Input data Start Marker
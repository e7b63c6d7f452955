//! Collateral checks and deposits.
//!
//! The deposit path is strictly check-then-act: the wallet balance is
//! read first and a shortfall aborts the operation before any
//! transaction is signed or sent.

use crate::abi::{Erc20, FilecoinPay};
use crate::contract::PaymentsClient;
use crate::error::{PaymentsError, Result};
use alloy::primitives::{TxHash, U256};
use chain::{USDFC_DECIMALS, atto_to_fil, fil_to_atto};
use tracing::info;

/// Confirmation of a successful collateral deposit
#[derive(Debug, Clone)]
pub struct DepositReceipt {
    pub tx_hash: String,
    pub amount: f64,
    pub amount_atto: U256,
    pub operator: String,
}

/// Require `available` to cover `required`, both in USDFC base units.
///
/// Fails with [`PaymentsError::InsufficientCollateral`] carrying the
/// shortfall and faucet guidance. Never touches the chain.
pub fn check_collateral(available: U256, required: U256, faucet: Option<&str>) -> Result<()> {
    if available < required {
        let shortfall = required - available;
        return Err(PaymentsError::InsufficientCollateral {
            required: atto_to_fil(required, USDFC_DECIMALS),
            available: atto_to_fil(available, USDFC_DECIMALS),
            shortfall: atto_to_fil(shortfall, USDFC_DECIMALS),
            faucet: faucet.map(str::to_string),
        });
    }
    Ok(())
}

impl PaymentsClient {
    /// Read the signing wallet's USDFC balance through this client's endpoint
    pub async fn wallet_balance_atto(&self) -> Result<U256> {
        let owner = self.wallet_address()?;
        let provider = self.create_provider()?;

        let token = Erc20::new(self.token_address, &provider);
        token
            .balanceOf(owner)
            .call()
            .await
            .map_err(|e| PaymentsError::ContractCall(format!("balanceOf failed: {}", e)))
    }

    /// Deposit `amount` USDFC into the payments contract and authorize the
    /// operator, as a single combined transaction.
    ///
    /// The wallet balance is verified first; a shortfall fails with
    /// [`PaymentsError::InsufficientCollateral`] and zero transactions sent.
    pub async fn ensure_collateral(&self, amount: f64) -> Result<DepositReceipt> {
        if amount <= 0.0 {
            return Err(PaymentsError::Configuration(format!(
                "deposit amount must be positive, got {}",
                amount
            )));
        }

        let required = fil_to_atto(amount, USDFC_DECIMALS);
        let available = self.wallet_balance_atto().await?;

        info!(
            "Wallet balance: {} USDFC",
            atto_to_fil(available, USDFC_DECIMALS)
        );

        check_collateral(available, required, self.config.usdfc_faucet.as_deref())?;

        info!(
            "Depositing {} USDFC and approving operator {:?}",
            amount, self.operator_address
        );

        let provider = self.create_provider_with_signer()?;
        let payments = FilecoinPay::new(self.payments_address, &provider);

        let pending = payments
            .depositWithPermitAndApproveOperator(
                self.token_address,
                required,
                self.operator_address,
                // Unbounded rate and lockup allowances, bounded lockup period
                U256::MAX,
                U256::MAX,
                U256::from(self.config.max_lockup_epochs),
            )
            .send()
            .await
            .map_err(|e| PaymentsError::Transaction(format!("deposit failed to send: {}", e)))?;

        let receipt = pending.get_receipt().await.map_err(|e| {
            PaymentsError::Transaction(format!("deposit confirmation failed: {}", e))
        })?;

        if !receipt.status() {
            return Err(PaymentsError::Transaction(format!(
                "deposit reverted in tx {}",
                format_tx_hash(receipt.transaction_hash)
            )));
        }

        let tx_hash = format_tx_hash(receipt.transaction_hash);
        info!("Deposit confirmed in tx {}", tx_hash);

        Ok(DepositReceipt {
            tx_hash,
            amount,
            amount_atto: required,
            operator: format!("{:?}", self.operator_address),
        })
    }
}

fn format_tx_hash(hash: TxHash) -> String {
    format!("0x{:x}", hash)
}

#[cfg(test)]
mod tests {
    use super::*;
    use crate::config::{EPOCHS_PER_MONTH, PaymentsConfig};

    #[test]
    fn test_check_collateral_shortfall() {
        // 2.5 required against an empty wallet
        let required = fil_to_atto(2.5, USDFC_DECIMALS);
        let err = check_collateral(U256::ZERO, required, Some("https://faucet.example"))
            .unwrap_err();

        let PaymentsError::InsufficientCollateral {
            required,
            available,
            shortfall,
            faucet,
        } = err
        else {
            panic!("expected insufficient collateral");
        };
        assert_eq!(required, 2.5);
        assert_eq!(available, 0.0);
        assert_eq!(shortfall, 2.5);
        assert_eq!(faucet.as_deref(), Some("https://faucet.example"));
    }

    #[test]
    fn test_check_collateral_partial_shortfall() {
        let available = fil_to_atto(1.0, USDFC_DECIMALS);
        let required = fil_to_atto(2.5, USDFC_DECIMALS);

        let err = check_collateral(available, required, None).unwrap_err();
        let PaymentsError::InsufficientCollateral { shortfall, .. } = err else {
            panic!("expected insufficient collateral");
        };
        assert!((shortfall - 1.5).abs() < 1e-9);
    }

    #[test]
    fn test_check_collateral_sufficient() {
        let available = fil_to_atto(10.0, USDFC_DECIMALS);
        let required = fil_to_atto(2.5, USDFC_DECIMALS);
        assert!(check_collateral(available, required, None).is_ok());

        // An exact match is sufficient
        assert!(check_collateral(required, required, None).is_ok());
    }

    #[test]
    fn test_format_tx_hash() {
        let hash = TxHash::from([0xab; 32]);
        let formatted = format_tx_hash(hash);
        assert!(formatted.starts_with("0x"));
        assert_eq!(formatted.len(), 66);
    }

    #[tokio::test]
    async fn test_wallet_balance_localhost() {
        // Requires a local node, skip when unavailable
        let config = PaymentsConfig {
            network: "localhost".to_string(),
            rpc_url: "http://localhost:8545".to_string(),
            token_address: "0xb3042734b608a1b16e9e86b374a3f3e389b4cdf0".to_string(),
            payments_address: "0x0e690d3e60b0576d01352ab03b258115eb84a047".to_string(),
            operator_address: "0x394feca6bcb84502d93c0c5c03c620ba8897e8f4".to_string(),
            // Well-known development key
            private_key: Some(
                "0xac0974bec39a17e36ba4a6b4d238ff944bacb478cbed5efcae784d7bf4f2ff80".to_string(),
            ),
            max_lockup_epochs: EPOCHS_PER_MONTH,
            usdfc_faucet: None,
        };
        let client = PaymentsClient::new(config).unwrap();

        if let Ok(balance) = client.wallet_balance_atto().await {
            println!(
                "Dev wallet holds {} USDFC",
                atto_to_fil(balance, USDFC_DECIMALS)
            );
        }
    }
}
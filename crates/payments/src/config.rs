//! Configuration for the collateral payment layer

use crate::error::{PaymentsError, Result};
use chain::FilecoinNetwork;
use serde::{Deserialize, Serialize};

/// Filecoin Pay contract on Calibration
const CALIBRATION_PAYMENTS_ADDRESS: &str = "0x0e690d3e60b0576d01352ab03b258115eb84a047";

/// Warm storage operator on Calibration, the service authorized to draw
/// from deposited collateral
const CALIBRATION_OPERATOR_ADDRESS: &str = "0x394feca6bcb84502d93c0c5c03c620ba8897e8f4";

/// One Filecoin epoch is 30 seconds
pub const EPOCHS_PER_DAY: u64 = 2880;
pub const EPOCHS_PER_MONTH: u64 = 30 * EPOCHS_PER_DAY;

/// Configuration for collateral deposits
#[derive(Debug, Clone, Serialize, Deserialize)]
pub struct PaymentsConfig {
    /// Network catalog key: "calibration", "mainnet" or "localhost"
    pub network: String,

    /// RPC URL used for both balance reads and the deposit transaction
    pub rpc_url: String,

    /// USDFC token contract address
    pub token_address: String,

    /// Payments contract receiving the deposit
    pub payments_address: String,

    /// Storage operator granted a spending allowance over the deposit
    pub operator_address: String,

    /// Private key for signing deposits (optional for read-only use)
    /// Format: 0x-prefixed hex string (64 hex chars + 0x prefix = 66 chars)
    pub private_key: Option<String>,

    /// Longest period, in epochs, the operator may lock deposited funds
    pub max_lockup_epochs: u64,

    /// Faucet dispensing test USDFC, surfaced in funding instructions
    pub usdfc_faucet: Option<String>,
}

impl PaymentsConfig {
    /// Build a configuration for a catalog network, applying environment
    /// overrides.
    ///
    /// `USDFC_ADDRESS`, `PAYMENTS_ADDRESS` and `OPERATOR_ADDRESS` override
    /// the per-network defaults; `RPC_URL` overrides the endpoint.
    pub fn for_network(network: &str) -> Result<Self> {
        let catalog = FilecoinNetwork::get_network(network)
            .ok_or_else(|| PaymentsError::Configuration(format!("unknown network: {}", network)))?;

        let endpoints = chain::resolve_rpc_endpoints(None, network)?;

        let (default_payments, default_operator) = match network {
            "calibration" => (CALIBRATION_PAYMENTS_ADDRESS, CALIBRATION_OPERATOR_ADDRESS),
            // No public defaults elsewhere, the deployment must be configured
            _ => ("", ""),
        };

        Ok(Self {
            network: network.to_string(),
            rpc_url: endpoints[0].clone(),
            token_address: env_or(
                "USDFC_ADDRESS",
                catalog.usdfc_address.as_deref().unwrap_or(""),
            ),
            payments_address: env_or("PAYMENTS_ADDRESS", default_payments),
            operator_address: env_or("OPERATOR_ADDRESS", default_operator),
            private_key: None,
            max_lockup_epochs: EPOCHS_PER_MONTH,
            usdfc_faucet: catalog.usdfc_faucet.clone(),
        })
    }

    /// Validate configuration
    ///
    /// Returns `Ok(())` if valid, otherwise returns error message
    pub fn validate(&self) -> std::result::Result<(), String> {
        if self.rpc_url.is_empty() {
            return Err("rpc_url cannot be empty".to_string());
        }

        if !self.rpc_url.starts_with("http://") && !self.rpc_url.starts_with("https://") {
            return Err("rpc_url must start with http:// or https://".to_string());
        }

        validate_address("token_address", &self.token_address)?;
        validate_address("payments_address", &self.payments_address)?;
        validate_address("operator_address", &self.operator_address)?;

        // Validate private key if provided
        if let Some(ref pk) = self.private_key {
            if !pk.is_empty() {
                if !pk.starts_with("0x") {
                    return Err("private_key must start with 0x".to_string());
                }

                if pk.len() != 66 {
                    return Err(format!(
                        "private_key must be 66 characters (0x + 64 hex), got {}",
                        pk.len()
                    ));
                }

                if !pk[2..].chars().all(|c| c.is_ascii_hexdigit()) {
                    return Err("private_key must contain only hex characters after 0x".to_string());
                }
            }
        }

        if self.max_lockup_epochs == 0 {
            return Err("max_lockup_epochs must be > 0".to_string());
        }

        if self.max_lockup_epochs > 365 * EPOCHS_PER_DAY {
            return Err("max_lockup_epochs too large (max 1 year)".to_string());
        }

        Ok(())
    }

    /// Check if configuration supports write operations (has private key)
    pub fn can_write(&self) -> bool {
        self.private_key.is_some() && !self.private_key.as_ref().unwrap().is_empty()
    }
}

fn validate_address(label: &str, address: &str) -> std::result::Result<(), String> {
    if address.is_empty() {
        return Err(format!("{} cannot be empty", label));
    }

    if !address.starts_with("0x") {
        return Err(format!("{} must start with 0x", label));
    }

    if address.len() != 42 {
        return Err(format!(
            "{} must be 42 characters (0x + 40 hex), got {}",
            label,
            address.len()
        ));
    }

    if !address[2..].chars().all(|c| c.is_ascii_hexdigit()) {
        return Err(format!(
            "{} must contain only hex characters after 0x",
            label
        ));
    }

    Ok(())
}

fn env_or(var: &str, default: &str) -> String {
    std::env::var(var)
        .ok()
        .filter(|v| !v.is_empty())
        .unwrap_or_else(|| default.to_string())
}
//! Document envelopes and the JSON wire codec.
//!
//! Every stored artifact is a JSON object carrying a `type` tag and a
//! `timestamp`, followed by the payload fields for that document kind.
//! Artifacts are written pretty-printed with 2-space indentation so they
//! stay readable when fetched straight from a gateway.

use crate::error::{CodecError, Result};
use crate::types::{EventMetadata, MerchItem, ProofOfFunResults};
use chrono::{SecondsFormat, Utc};
use serde::{Deserialize, Serialize};
use serde_json::Value;

pub const TAG_EVENT_METADATA: &str = "event_metadata";
pub const TAG_PROOF_OF_FUN_RESULTS: &str = "proof_of_fun_results";
pub const TAG_MERCH_CATALOG: &str = "merch_catalog";

/// Event metadata envelope: `{type, timestamp, data}`
#[derive(Debug, Clone, PartialEq, Serialize, Deserialize)]
pub struct EventEnvelope {
    pub timestamp: String,
    pub data: EventMetadata,
}

/// Rating results envelope with on-chain verification context
#[derive(Debug, Clone, PartialEq, Serialize, Deserialize)]
pub struct ResultsEnvelope {
    pub event_id: u64,
    pub timestamp: String,
    pub results: ProofOfFunResults,
    pub blockchain_verified: bool,
    /// Network where the rating contract lives, not where the artifact is stored
    pub network: String,
    pub contract: String,
}

/// Merchandise catalog envelope: `{type, timestamp, total_items, items}`
#[derive(Debug, Clone, PartialEq, Serialize, Deserialize)]
pub struct MerchEnvelope {
    pub timestamp: String,
    pub total_items: u64,
    pub items: Vec<MerchItem>,
}

/// A decoded storage artifact.
///
/// Unrecognized `type` tags decode to [`Document::Unknown`] so that newer
/// document kinds can pass through an older client untouched.
#[derive(Debug, Clone, PartialEq)]
pub enum Document {
    Event(EventEnvelope),
    Results(ResultsEnvelope),
    Merch(MerchEnvelope),
    Unknown { tag: String, raw: Value },
}

/// Wire form of the known document kinds, with the `type` tag injected first
#[derive(Serialize)]
#[serde(tag = "type")]
enum WireDocument<'a> {
    #[serde(rename = "event_metadata")]
    Event(&'a EventEnvelope),
    #[serde(rename = "proof_of_fun_results")]
    Results(&'a ResultsEnvelope),
    #[serde(rename = "merch_catalog")]
    Merch(&'a MerchEnvelope),
}

impl Document {
    /// Wrap event metadata, stamped with the current time
    pub fn event(data: EventMetadata) -> Document {
        Document::Event(EventEnvelope {
            timestamp: now_timestamp(),
            data,
        })
    }

    /// Wrap rating results for an event, stamped with the current time.
    ///
    /// `network` and `contract` record where the ratings were verified.
    pub fn results(
        event_id: u64,
        results: ProofOfFunResults,
        network: &str,
        contract: &str,
    ) -> Document {
        Document::Results(ResultsEnvelope {
            event_id,
            timestamp: now_timestamp(),
            results,
            blockchain_verified: true,
            network: network.to_string(),
            contract: contract.to_string(),
        })
    }

    /// Wrap a merchandise catalog, stamped with the current time
    pub fn merch(items: Vec<MerchItem>) -> Document {
        Document::Merch(MerchEnvelope {
            timestamp: now_timestamp(),
            total_items: items.len() as u64,
            items,
        })
    }

    /// The `type` tag this document carries on the wire
    pub fn type_tag(&self) -> &str {
        match self {
            Document::Event(_) => TAG_EVENT_METADATA,
            Document::Results(_) => TAG_PROOF_OF_FUN_RESULTS,
            Document::Merch(_) => TAG_MERCH_CATALOG,
            Document::Unknown { tag, .. } => tag,
        }
    }

    /// Encode to pretty-printed UTF-8 JSON bytes
    pub fn encode(&self) -> Result<Vec<u8>> {
        let json = match self {
            Document::Event(envelope) => {
                serde_json::to_string_pretty(&WireDocument::Event(envelope))?
            }
            Document::Results(envelope) => {
                serde_json::to_string_pretty(&WireDocument::Results(envelope))?
            }
            Document::Merch(envelope) => {
                serde_json::to_string_pretty(&WireDocument::Merch(envelope))?
            }
            // Pass unknown documents back out exactly as they were decoded
            Document::Unknown { raw, .. } => serde_json::to_string_pretty(raw)?,
        };
        Ok(json.into_bytes())
    }

    /// Decode downloaded bytes into a typed document.
    ///
    /// Extra fields inside a known envelope are ignored; a payload that is
    /// missing required fields fails with [`CodecError::SchemaMismatch`].
    pub fn decode(bytes: &[u8]) -> Result<Document> {
        let value: Value = serde_json::from_slice(bytes)?;

        let Some(object) = value.as_object() else {
            return Err(CodecError::Malformed(
                "root must be a JSON object".to_string(),
            ));
        };

        let Some(tag) = object.get("type").and_then(Value::as_str) else {
            return Err(CodecError::Malformed(
                "missing string field 'type'".to_string(),
            ));
        };
        let tag = tag.to_string();

        match tag.as_str() {
            TAG_EVENT_METADATA => Ok(Document::Event(from_tagged_value(&tag, value)?)),
            TAG_PROOF_OF_FUN_RESULTS => Ok(Document::Results(from_tagged_value(&tag, value)?)),
            TAG_MERCH_CATALOG => Ok(Document::Merch(from_tagged_value(&tag, value)?)),
            _ => Ok(Document::Unknown { tag, raw: value }),
        }
    }
}

fn from_tagged_value<T: serde::de::DeserializeOwned>(tag: &str, value: Value) -> Result<T> {
    serde_json::from_value(value).map_err(|e| CodecError::SchemaMismatch {
        tag: tag.to_string(),
        reason: e.to_string(),
    })
}

/// Current time as RFC 3339 with millisecond precision, e.g.
/// `2025-11-20T15:04:05.123Z`
pub fn now_timestamp() -> String {
    Utc::now().to_rfc3339_opts(SecondsFormat::Millis, true)
}

#[cfg(test)]
mod tests {
    use super::*;
    use std::collections::BTreeMap;

    fn sample_event() -> EventMetadata {
        EventMetadata {
            id: 1,
            name: "ETH Global Buenos Aires 2025".to_string(),
            description: "International Ethereum hackathon".to_string(),
            location: "Buenos Aires, Argentina".to_string(),
            start_date: "2025-11-20".to_string(),
            end_date: "2025-11-23".to_string(),
            categories: vec!["Ambience".to_string(), "Organization".to_string()],
            contract_address: "0x970fad202ADD7A19a3c377E0eCB4bbbDba9AAE49".to_string(),
        }
    }

    fn sample_results() -> ProofOfFunResults {
        ProofOfFunResults {
            event_name: "ETH Global Buenos Aires 2025".to_string(),
            total_votes: 350,
            total_attendees: 450,
            participation_rate: 77.8,
            category_ratings: BTreeMap::from([(
                "Ambience".to_string(),
                crate::types::CategoryRating {
                    average: 4.5,
                    total_votes: 350,
                    distribution: BTreeMap::from([
                        ("4".to_string(), 120),
                        ("5".to_string(), 170),
                    ]),
                },
            )]),
            overall_rating: 4.5,
            verified_on_chain: true,
        }
    }

    #[test]
    fn test_encode_is_pretty_and_tagged() {
        let document = Document::event(sample_event());
        let bytes = document.encode().unwrap();
        let text = String::from_utf8(bytes).unwrap();

        // 2-space indentation with the type tag leading the object
        assert!(text.starts_with("{\n  \"type\": \"event_metadata\""));
        assert!(text.contains("\"name\": \"ETH Global Buenos Aires 2025\""));
    }

    #[test]
    fn test_event_round_trip() {
        let document = Document::event(sample_event());
        let bytes = document.encode().unwrap();

        let decoded = Document::decode(&bytes).unwrap();
        assert_eq!(decoded, document);
        assert_eq!(decoded.type_tag(), TAG_EVENT_METADATA);
    }

    #[test]
    fn test_results_round_trip() {
        let document = Document::results(
            1,
            sample_results(),
            "Base Sepolia",
            "0x970fad202ADD7A19a3c377E0eCB4bbbDba9AAE49",
        );
        let bytes = document.encode().unwrap();

        let decoded = Document::decode(&bytes).unwrap();
        assert_eq!(decoded, document);

        let Document::Results(envelope) = decoded else {
            panic!("expected results envelope");
        };
        assert_eq!(envelope.event_id, 1);
        assert!(envelope.blockchain_verified);
        assert_eq!(envelope.network, "Base Sepolia");
    }

    #[test]
    fn test_merch_round_trip() {
        let items = vec![crate::types::MerchItem {
            id: 1,
            name: "ETH Global T-Shirt".to_string(),
            description: "Limited edition hackathon t-shirt".to_string(),
            token_price: 150,
            stock: 100,
            sizes: Some(vec!["S".to_string(), "M".to_string(), "L".to_string()]),
            category: "clothing".to_string(),
        }];
        let document = Document::merch(items);

        let Document::Merch(ref envelope) = document else {
            panic!("expected merch envelope");
        };
        assert_eq!(envelope.total_items, 1);

        let decoded = Document::decode(&document.encode().unwrap()).unwrap();
        assert_eq!(decoded, document);
    }

    #[test]
    fn test_unknown_tag_passes_through() {
        let raw = r#"{"type": "crowd_photos", "timestamp": "2025-11-20T10:00:00.000Z", "photos": []}"#;

        let decoded = Document::decode(raw.as_bytes()).unwrap();
        let Document::Unknown { ref tag, .. } = decoded else {
            panic!("expected unknown document");
        };
        assert_eq!(tag, "crowd_photos");
        assert_eq!(decoded.type_tag(), "crowd_photos");

        // Re-encoding keeps the original content intact
        let bytes = decoded.encode().unwrap();
        let again = Document::decode(&bytes).unwrap();
        assert_eq!(again, decoded);
    }

    #[test]
    fn test_decode_rejects_invalid_json() {
        let err = Document::decode(b"not json at all").unwrap_err();
        assert!(matches!(err, CodecError::Parse(_)));
    }

    #[test]
    fn test_decode_rejects_non_object() {
        let err = Document::decode(b"[1, 2, 3]").unwrap_err();
        assert!(matches!(err, CodecError::Malformed(_)));
    }

    #[test]
    fn test_missing_type_tag_is_malformed() {
        // An object with no string `type` tag is not an envelope at all,
        // so it is malformed rather than a schema mismatch
        let raw = r#"{"timestamp": "2025-11-20T10:00:00.000Z"}"#;

        let err = Document::decode(raw.as_bytes()).unwrap_err();
        let CodecError::Malformed(reason) = err else {
            panic!("expected malformed document");
        };
        assert!(reason.contains("'type'"));
    }

    #[test]
    fn test_decode_rejects_bad_payload_for_known_tag() {
        let raw = r#"{"type": "event_metadata", "timestamp": "2025-11-20T10:00:00.000Z", "data": "nope"}"#;

        let err = Document::decode(raw.as_bytes()).unwrap_err();
        let CodecError::SchemaMismatch { tag, .. } = err else {
            panic!("expected schema mismatch");
        };
        assert_eq!(tag, "event_metadata");
    }

    #[test]
    fn test_decode_ignores_extra_fields() {
        let raw = r#"{
  "type": "merch_catalog",
  "timestamp": "2025-11-20T10:00:00.000Z",
  "total_items": 0,
  "items": [],
  "version": 2
}"#;

        let decoded = Document::decode(raw.as_bytes()).unwrap();
        assert!(matches!(decoded, Document::Merch(_)));
    }

    #[test]
    fn test_timestamp_format() {
        let ts = now_timestamp();
        assert!(ts.ends_with('Z'));
        assert!(chrono::DateTime::parse_from_rfc3339(&ts).is_ok());
    }
}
Input data End Marker
> Required work
Show me every line in the data above that includes "None".

> Solution to this problem
        let err = check_collateral(available, required, None).unwrap_err();
        assert!(check_collateral(available, required, None).is_ok());
        assert!(check_collateral(required, required, None).is_ok());
            usdfc_faucet: None,
        let endpoints = chain::resolve_rpc_endpoints(None, network)?;
            private_key: None,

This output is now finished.